(THE INPUT):
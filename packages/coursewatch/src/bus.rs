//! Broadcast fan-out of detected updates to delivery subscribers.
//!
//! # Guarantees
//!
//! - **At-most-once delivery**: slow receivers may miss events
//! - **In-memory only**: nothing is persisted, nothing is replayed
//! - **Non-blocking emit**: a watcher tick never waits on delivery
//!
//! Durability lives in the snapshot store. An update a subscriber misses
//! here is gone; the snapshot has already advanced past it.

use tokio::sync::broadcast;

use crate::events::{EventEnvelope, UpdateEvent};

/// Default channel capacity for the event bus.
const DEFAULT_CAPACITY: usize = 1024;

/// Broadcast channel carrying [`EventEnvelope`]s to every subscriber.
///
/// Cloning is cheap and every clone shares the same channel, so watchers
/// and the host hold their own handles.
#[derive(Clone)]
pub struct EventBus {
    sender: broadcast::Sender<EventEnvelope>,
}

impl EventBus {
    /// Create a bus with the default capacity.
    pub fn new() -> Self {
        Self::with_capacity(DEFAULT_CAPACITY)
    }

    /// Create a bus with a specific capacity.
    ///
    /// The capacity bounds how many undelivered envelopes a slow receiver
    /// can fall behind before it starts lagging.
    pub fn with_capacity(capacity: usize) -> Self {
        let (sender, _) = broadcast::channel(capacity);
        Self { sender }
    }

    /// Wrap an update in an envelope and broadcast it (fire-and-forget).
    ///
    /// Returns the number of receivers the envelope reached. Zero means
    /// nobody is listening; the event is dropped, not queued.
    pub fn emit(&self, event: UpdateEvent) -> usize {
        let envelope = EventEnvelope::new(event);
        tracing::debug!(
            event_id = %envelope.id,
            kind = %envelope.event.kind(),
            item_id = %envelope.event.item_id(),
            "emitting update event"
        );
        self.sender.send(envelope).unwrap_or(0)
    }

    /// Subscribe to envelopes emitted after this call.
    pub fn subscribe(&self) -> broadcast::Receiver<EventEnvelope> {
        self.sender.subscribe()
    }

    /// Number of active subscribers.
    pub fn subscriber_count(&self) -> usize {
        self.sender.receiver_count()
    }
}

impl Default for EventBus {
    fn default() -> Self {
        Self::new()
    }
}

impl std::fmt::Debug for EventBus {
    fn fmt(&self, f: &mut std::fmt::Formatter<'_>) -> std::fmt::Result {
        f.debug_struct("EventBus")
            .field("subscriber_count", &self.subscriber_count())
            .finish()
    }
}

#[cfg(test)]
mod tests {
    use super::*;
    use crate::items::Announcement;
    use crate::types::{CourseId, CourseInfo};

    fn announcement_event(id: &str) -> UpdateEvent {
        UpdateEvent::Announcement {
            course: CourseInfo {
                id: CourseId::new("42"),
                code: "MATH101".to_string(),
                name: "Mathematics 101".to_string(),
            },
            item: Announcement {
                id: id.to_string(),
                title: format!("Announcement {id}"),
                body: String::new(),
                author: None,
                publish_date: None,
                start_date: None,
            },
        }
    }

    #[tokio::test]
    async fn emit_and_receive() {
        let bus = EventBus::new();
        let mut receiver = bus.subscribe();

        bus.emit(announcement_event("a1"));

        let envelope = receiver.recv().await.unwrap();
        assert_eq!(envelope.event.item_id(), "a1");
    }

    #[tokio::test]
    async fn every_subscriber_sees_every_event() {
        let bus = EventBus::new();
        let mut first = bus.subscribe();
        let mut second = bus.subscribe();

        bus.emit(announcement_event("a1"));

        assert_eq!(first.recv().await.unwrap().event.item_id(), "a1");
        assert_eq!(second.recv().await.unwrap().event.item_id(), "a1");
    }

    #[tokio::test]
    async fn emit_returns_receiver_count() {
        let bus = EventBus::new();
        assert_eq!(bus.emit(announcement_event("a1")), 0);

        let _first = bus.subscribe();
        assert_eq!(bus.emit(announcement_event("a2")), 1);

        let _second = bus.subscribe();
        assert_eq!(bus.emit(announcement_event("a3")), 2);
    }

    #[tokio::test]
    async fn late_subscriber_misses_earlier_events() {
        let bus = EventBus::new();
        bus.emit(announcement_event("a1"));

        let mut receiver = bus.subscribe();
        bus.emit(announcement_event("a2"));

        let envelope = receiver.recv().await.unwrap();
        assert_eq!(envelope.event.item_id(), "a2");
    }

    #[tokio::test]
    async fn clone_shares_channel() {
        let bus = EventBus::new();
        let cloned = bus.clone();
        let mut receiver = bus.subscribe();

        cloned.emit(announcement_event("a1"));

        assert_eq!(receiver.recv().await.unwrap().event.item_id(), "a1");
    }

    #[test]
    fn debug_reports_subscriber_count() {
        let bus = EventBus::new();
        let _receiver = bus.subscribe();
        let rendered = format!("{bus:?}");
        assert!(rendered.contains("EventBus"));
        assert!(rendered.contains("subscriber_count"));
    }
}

...

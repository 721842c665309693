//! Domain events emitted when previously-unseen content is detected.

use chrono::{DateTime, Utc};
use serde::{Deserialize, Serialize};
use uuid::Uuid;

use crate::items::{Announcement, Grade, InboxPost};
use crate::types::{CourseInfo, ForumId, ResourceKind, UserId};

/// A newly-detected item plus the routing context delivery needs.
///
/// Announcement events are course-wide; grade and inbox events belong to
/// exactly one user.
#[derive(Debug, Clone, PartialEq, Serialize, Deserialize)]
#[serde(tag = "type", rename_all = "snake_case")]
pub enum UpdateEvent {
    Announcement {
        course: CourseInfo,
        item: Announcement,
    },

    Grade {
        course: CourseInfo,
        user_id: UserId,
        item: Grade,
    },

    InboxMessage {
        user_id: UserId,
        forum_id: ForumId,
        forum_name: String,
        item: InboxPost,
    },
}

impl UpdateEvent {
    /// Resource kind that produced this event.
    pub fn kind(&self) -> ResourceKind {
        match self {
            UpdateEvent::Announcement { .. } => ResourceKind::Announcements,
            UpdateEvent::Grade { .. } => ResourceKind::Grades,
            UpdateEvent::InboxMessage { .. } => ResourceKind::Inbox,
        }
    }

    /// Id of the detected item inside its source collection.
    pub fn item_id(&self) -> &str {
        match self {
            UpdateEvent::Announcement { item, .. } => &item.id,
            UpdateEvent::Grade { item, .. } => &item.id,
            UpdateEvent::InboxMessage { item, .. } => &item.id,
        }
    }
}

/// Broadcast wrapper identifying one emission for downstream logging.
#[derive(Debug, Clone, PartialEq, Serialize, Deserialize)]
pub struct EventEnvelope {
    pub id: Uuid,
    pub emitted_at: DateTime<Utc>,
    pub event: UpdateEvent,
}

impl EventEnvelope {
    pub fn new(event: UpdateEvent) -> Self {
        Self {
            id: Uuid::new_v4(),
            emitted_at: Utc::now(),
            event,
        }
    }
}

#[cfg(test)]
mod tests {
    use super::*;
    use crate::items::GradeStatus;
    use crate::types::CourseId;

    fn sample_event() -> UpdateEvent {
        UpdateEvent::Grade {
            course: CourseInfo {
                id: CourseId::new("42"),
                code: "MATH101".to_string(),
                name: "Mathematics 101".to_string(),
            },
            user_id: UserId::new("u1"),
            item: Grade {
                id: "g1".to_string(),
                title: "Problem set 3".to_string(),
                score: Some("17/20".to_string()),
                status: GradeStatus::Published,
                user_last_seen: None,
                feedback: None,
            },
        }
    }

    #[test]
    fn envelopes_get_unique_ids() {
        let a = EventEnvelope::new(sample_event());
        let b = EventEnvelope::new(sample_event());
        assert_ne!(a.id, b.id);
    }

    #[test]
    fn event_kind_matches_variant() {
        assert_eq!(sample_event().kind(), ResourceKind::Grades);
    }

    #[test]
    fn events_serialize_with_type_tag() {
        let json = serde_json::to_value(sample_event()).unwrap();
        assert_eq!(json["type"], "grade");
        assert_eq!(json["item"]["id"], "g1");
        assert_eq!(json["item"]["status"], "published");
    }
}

* * *

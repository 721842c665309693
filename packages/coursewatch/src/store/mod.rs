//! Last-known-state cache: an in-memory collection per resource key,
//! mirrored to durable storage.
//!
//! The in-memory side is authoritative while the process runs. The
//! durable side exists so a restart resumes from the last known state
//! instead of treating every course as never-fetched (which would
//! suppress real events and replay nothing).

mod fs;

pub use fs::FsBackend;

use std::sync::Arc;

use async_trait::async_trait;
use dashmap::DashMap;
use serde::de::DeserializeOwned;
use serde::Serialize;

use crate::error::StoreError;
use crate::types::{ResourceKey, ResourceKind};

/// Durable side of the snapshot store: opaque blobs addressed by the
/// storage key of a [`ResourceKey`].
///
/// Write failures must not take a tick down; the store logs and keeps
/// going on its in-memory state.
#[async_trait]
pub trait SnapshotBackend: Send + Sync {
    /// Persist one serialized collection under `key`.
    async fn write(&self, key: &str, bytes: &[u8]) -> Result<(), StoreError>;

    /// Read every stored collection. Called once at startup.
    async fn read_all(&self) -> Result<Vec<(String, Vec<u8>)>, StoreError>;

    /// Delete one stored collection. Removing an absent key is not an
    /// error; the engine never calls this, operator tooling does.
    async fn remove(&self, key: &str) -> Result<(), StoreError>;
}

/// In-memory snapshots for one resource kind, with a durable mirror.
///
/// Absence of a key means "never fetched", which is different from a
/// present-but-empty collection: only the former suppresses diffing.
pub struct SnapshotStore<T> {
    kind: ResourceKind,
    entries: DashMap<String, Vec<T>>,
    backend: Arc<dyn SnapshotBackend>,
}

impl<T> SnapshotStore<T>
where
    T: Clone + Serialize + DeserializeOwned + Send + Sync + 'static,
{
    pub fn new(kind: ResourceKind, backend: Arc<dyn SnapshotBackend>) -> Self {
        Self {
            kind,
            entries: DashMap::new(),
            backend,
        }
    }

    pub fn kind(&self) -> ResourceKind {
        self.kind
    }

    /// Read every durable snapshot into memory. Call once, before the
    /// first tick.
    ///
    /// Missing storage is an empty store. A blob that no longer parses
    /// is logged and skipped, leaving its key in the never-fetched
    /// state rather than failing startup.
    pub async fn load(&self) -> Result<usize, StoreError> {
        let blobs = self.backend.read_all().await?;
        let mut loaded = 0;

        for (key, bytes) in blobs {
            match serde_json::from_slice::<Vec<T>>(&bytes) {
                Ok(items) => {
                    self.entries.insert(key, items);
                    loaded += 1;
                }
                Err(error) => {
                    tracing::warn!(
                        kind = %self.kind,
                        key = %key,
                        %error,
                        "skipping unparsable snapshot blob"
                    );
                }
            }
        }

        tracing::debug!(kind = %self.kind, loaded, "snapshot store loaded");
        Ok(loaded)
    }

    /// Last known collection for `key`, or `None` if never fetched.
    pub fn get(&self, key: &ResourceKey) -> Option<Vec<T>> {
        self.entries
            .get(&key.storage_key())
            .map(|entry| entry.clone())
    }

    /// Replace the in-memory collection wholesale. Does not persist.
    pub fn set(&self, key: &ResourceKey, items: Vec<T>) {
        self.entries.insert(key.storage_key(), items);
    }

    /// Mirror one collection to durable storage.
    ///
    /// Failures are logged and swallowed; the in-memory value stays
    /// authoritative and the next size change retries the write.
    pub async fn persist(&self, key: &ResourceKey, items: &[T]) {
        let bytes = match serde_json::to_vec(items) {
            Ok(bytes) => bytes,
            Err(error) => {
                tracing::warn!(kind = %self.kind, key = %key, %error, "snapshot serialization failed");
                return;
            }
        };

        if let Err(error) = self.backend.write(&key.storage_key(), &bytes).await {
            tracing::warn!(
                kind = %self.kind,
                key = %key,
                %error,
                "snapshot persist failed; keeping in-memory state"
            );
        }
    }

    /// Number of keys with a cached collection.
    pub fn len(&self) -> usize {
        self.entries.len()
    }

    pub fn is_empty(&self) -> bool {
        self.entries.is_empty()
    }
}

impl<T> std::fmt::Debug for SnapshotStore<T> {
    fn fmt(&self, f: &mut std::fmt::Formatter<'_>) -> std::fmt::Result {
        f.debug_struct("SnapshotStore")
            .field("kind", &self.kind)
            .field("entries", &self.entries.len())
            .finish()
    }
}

(BRIEF):
Copy down each line in the entries that has the word "slow".

(OUTPUT BELOW):
//! - **At-most-once delivery**: slow receivers may miss events
    /// The capacity bounds how many undelivered envelopes a slow receiver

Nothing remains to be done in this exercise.